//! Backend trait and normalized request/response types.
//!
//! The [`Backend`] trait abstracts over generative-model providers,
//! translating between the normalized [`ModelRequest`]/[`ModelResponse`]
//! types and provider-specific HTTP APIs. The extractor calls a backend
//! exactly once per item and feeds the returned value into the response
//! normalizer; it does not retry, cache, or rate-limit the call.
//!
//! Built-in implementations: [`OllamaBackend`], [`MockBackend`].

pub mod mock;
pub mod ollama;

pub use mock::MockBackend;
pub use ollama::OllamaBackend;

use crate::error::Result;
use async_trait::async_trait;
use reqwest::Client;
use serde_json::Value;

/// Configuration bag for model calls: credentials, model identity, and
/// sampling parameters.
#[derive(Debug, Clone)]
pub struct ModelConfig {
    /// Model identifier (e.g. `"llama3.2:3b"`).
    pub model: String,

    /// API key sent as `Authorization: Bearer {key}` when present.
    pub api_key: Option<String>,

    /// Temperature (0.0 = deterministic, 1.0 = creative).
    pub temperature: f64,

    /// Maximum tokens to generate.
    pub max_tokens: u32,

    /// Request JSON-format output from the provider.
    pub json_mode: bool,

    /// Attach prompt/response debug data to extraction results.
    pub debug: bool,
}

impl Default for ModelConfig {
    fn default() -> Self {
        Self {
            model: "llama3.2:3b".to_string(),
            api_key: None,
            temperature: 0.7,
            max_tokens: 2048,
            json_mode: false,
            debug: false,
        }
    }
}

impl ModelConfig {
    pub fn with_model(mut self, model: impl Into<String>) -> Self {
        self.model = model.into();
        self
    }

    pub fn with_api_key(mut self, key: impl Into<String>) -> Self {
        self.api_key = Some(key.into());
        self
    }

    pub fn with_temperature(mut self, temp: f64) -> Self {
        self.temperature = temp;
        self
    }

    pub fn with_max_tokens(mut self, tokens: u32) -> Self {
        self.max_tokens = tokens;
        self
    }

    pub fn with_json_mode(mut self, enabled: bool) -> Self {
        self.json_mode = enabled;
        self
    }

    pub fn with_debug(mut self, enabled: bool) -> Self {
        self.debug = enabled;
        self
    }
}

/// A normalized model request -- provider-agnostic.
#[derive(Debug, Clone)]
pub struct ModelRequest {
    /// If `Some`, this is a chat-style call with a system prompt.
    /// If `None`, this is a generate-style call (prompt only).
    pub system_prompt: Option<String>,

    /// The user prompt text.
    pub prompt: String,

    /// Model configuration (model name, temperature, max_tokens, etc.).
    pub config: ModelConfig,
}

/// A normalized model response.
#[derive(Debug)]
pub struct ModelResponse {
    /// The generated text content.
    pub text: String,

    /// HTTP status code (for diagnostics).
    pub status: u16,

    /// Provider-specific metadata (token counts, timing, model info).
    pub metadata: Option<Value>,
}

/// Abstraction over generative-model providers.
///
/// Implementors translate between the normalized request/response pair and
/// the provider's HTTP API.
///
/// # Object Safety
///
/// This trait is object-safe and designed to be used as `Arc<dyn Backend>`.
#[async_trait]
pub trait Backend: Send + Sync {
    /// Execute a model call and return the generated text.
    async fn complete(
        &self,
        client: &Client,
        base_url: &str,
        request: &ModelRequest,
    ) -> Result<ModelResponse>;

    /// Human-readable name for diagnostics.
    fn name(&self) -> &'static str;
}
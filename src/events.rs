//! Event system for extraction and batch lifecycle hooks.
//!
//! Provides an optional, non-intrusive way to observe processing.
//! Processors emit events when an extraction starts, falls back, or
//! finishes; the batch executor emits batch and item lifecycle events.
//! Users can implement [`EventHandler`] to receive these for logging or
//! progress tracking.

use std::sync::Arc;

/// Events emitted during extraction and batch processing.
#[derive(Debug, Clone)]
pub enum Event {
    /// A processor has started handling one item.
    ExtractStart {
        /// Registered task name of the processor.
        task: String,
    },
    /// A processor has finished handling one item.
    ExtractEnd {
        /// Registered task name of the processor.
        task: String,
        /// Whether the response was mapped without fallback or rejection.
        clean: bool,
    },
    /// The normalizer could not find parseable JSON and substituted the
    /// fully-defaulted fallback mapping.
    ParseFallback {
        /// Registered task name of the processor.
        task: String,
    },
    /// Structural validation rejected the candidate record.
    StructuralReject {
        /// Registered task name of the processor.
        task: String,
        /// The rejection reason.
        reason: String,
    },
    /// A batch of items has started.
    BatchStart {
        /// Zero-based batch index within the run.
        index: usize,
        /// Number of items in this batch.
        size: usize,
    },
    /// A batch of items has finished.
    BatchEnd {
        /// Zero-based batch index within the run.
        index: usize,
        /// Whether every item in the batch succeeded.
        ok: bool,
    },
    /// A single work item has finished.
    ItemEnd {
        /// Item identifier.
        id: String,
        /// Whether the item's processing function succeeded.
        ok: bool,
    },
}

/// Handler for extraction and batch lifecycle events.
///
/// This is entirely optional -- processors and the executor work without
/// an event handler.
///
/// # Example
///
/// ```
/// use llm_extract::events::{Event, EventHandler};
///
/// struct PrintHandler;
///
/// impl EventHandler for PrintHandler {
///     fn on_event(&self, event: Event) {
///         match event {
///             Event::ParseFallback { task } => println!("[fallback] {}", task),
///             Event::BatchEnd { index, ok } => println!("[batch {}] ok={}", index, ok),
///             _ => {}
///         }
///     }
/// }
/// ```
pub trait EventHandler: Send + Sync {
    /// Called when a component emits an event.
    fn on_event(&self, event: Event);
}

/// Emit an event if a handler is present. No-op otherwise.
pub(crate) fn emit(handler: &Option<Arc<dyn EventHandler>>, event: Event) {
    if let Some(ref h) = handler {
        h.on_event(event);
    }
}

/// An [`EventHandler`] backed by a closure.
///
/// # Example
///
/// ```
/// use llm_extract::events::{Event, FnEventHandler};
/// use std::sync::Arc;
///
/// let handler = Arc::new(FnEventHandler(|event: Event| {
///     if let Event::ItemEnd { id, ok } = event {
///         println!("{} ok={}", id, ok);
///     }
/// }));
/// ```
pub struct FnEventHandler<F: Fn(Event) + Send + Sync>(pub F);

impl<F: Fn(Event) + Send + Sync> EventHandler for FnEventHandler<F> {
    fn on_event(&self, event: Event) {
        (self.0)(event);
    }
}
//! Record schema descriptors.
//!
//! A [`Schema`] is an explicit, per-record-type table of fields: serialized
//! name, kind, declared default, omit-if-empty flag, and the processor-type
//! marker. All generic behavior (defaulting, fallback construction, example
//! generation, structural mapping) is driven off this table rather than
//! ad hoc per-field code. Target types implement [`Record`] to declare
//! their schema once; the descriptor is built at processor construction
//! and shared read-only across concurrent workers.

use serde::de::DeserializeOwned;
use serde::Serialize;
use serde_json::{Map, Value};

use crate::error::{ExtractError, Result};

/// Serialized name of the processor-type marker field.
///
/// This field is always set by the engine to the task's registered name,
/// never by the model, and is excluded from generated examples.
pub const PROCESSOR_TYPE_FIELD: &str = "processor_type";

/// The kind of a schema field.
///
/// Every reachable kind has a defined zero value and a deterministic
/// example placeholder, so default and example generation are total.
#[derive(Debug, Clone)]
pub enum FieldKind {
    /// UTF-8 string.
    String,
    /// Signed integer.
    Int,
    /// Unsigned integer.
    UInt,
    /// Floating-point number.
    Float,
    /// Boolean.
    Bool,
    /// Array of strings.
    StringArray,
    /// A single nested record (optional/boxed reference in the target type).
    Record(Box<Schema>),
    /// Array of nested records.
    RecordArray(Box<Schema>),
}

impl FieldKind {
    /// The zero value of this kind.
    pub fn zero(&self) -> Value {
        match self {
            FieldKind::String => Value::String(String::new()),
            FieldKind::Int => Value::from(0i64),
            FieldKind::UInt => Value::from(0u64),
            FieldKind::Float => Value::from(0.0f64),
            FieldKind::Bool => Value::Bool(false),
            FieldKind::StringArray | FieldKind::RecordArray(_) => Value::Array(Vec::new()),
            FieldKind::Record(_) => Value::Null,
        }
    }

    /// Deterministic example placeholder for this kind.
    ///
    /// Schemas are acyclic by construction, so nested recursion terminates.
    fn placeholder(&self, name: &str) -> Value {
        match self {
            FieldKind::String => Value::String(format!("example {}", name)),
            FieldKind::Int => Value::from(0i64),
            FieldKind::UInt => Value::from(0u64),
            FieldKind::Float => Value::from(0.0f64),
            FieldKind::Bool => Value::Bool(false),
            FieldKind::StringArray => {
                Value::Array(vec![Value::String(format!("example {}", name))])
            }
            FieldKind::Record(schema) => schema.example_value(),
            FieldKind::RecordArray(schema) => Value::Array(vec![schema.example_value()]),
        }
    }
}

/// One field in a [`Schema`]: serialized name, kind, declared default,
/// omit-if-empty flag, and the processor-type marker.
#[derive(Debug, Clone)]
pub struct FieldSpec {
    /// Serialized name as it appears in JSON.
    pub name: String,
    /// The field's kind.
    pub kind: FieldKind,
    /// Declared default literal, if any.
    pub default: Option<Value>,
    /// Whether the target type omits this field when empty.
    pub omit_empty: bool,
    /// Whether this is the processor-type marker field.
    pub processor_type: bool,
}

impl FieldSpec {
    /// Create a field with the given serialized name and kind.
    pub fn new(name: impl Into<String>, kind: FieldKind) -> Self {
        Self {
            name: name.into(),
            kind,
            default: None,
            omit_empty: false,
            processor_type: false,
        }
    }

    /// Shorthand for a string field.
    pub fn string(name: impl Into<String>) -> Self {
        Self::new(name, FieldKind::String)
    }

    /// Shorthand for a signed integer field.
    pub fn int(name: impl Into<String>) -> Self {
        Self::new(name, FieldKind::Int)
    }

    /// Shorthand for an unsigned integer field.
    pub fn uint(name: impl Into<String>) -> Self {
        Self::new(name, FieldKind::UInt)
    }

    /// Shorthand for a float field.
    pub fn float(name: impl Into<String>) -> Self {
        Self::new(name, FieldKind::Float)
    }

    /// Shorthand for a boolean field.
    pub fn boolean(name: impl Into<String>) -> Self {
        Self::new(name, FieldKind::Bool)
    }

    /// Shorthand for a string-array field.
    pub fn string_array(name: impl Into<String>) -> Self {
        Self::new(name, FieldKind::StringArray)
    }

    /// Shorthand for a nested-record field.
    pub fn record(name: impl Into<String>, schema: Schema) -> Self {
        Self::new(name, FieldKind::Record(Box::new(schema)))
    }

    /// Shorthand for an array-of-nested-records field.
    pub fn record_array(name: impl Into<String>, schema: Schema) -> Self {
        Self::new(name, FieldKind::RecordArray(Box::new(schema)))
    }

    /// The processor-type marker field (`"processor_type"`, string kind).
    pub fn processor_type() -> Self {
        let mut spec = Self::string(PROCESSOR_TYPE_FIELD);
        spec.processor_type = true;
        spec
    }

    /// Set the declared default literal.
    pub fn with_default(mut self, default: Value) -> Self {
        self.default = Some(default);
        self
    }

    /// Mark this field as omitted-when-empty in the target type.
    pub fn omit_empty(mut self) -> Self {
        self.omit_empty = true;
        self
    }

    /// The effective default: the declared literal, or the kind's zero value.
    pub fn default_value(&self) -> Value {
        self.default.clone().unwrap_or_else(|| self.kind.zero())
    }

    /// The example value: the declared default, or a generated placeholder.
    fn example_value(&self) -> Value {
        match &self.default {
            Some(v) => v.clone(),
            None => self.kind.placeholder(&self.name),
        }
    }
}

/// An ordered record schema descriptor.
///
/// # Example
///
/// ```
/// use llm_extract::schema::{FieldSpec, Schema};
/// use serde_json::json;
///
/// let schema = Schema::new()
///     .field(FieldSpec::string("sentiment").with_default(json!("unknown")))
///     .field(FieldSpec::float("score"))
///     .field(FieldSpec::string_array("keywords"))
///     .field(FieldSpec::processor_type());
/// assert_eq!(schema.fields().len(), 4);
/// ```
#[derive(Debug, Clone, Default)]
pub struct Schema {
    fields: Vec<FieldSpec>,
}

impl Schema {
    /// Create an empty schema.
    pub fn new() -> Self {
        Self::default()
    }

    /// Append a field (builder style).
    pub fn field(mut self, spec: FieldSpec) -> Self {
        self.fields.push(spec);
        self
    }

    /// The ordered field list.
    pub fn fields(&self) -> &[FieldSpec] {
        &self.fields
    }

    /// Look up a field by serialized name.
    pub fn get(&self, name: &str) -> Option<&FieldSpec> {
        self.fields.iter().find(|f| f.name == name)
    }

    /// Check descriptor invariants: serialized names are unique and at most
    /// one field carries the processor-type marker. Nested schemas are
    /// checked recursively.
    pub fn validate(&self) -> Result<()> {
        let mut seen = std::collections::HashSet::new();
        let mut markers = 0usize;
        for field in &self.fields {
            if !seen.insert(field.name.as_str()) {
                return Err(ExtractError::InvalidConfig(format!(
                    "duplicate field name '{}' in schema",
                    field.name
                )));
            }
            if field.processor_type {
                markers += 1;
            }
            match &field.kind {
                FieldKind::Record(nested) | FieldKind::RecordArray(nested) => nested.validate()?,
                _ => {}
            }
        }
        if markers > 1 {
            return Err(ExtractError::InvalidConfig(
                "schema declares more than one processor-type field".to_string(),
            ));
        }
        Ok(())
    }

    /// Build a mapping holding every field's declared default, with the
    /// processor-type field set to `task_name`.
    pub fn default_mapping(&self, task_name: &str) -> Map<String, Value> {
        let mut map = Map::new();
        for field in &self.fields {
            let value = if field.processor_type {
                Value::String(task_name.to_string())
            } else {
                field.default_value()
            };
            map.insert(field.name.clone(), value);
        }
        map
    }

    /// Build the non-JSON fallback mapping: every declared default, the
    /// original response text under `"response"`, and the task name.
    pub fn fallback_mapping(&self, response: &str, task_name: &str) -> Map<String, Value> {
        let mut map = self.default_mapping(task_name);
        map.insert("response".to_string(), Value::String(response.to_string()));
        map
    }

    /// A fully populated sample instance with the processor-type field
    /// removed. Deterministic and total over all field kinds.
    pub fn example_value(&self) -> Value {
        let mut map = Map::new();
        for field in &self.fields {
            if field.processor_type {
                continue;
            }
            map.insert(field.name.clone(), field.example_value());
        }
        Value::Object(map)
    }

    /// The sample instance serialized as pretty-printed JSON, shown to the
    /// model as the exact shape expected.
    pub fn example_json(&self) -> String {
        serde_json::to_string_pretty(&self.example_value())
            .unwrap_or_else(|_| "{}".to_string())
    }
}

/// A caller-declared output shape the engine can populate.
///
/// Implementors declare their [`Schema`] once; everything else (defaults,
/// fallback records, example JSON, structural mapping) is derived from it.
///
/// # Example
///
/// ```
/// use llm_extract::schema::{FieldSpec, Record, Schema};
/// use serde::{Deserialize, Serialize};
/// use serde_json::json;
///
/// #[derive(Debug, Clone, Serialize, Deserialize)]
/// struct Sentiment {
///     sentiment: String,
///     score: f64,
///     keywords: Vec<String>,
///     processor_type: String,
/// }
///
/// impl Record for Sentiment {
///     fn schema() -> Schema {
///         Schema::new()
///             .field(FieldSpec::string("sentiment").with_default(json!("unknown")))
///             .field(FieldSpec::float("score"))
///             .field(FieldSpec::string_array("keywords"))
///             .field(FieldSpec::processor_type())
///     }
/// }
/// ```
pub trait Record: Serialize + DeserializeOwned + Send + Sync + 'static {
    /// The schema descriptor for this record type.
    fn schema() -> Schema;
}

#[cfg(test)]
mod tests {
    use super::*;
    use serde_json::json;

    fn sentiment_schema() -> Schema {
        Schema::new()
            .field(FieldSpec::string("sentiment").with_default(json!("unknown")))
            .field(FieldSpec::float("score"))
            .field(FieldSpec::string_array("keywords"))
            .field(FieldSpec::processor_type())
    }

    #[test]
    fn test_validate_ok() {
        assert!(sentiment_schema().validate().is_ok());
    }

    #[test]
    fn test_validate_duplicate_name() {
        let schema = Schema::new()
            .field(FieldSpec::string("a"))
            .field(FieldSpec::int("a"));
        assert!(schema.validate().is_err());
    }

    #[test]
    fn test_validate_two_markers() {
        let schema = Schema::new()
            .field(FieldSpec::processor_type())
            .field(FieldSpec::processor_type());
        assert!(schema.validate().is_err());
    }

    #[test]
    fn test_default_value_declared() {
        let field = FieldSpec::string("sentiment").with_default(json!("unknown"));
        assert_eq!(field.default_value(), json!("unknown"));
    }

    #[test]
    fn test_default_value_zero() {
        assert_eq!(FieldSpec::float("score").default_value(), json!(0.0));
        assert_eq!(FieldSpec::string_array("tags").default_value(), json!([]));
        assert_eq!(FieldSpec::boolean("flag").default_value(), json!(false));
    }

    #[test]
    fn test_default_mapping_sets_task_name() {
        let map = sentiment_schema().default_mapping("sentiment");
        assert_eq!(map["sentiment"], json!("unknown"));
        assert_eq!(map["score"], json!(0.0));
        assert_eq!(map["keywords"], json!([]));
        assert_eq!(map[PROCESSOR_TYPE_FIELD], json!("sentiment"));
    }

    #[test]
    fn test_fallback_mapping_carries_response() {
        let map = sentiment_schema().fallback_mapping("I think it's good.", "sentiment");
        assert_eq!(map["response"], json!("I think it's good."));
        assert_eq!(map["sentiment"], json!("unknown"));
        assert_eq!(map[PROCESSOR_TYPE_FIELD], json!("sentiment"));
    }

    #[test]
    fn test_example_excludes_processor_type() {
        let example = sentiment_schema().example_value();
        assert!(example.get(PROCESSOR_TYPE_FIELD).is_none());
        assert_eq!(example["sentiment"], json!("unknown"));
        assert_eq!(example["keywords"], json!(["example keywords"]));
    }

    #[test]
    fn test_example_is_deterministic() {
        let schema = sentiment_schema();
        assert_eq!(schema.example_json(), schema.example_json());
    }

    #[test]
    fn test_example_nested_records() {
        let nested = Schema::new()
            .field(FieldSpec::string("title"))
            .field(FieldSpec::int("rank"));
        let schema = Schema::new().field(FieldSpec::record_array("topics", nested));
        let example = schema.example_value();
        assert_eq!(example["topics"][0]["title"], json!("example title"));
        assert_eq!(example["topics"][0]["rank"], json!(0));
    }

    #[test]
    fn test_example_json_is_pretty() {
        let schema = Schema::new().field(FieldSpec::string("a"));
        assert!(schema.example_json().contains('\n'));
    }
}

### What you are asked to do
Count every line of the data in which the word "flag" appears, and report only the total.

### Task solution
3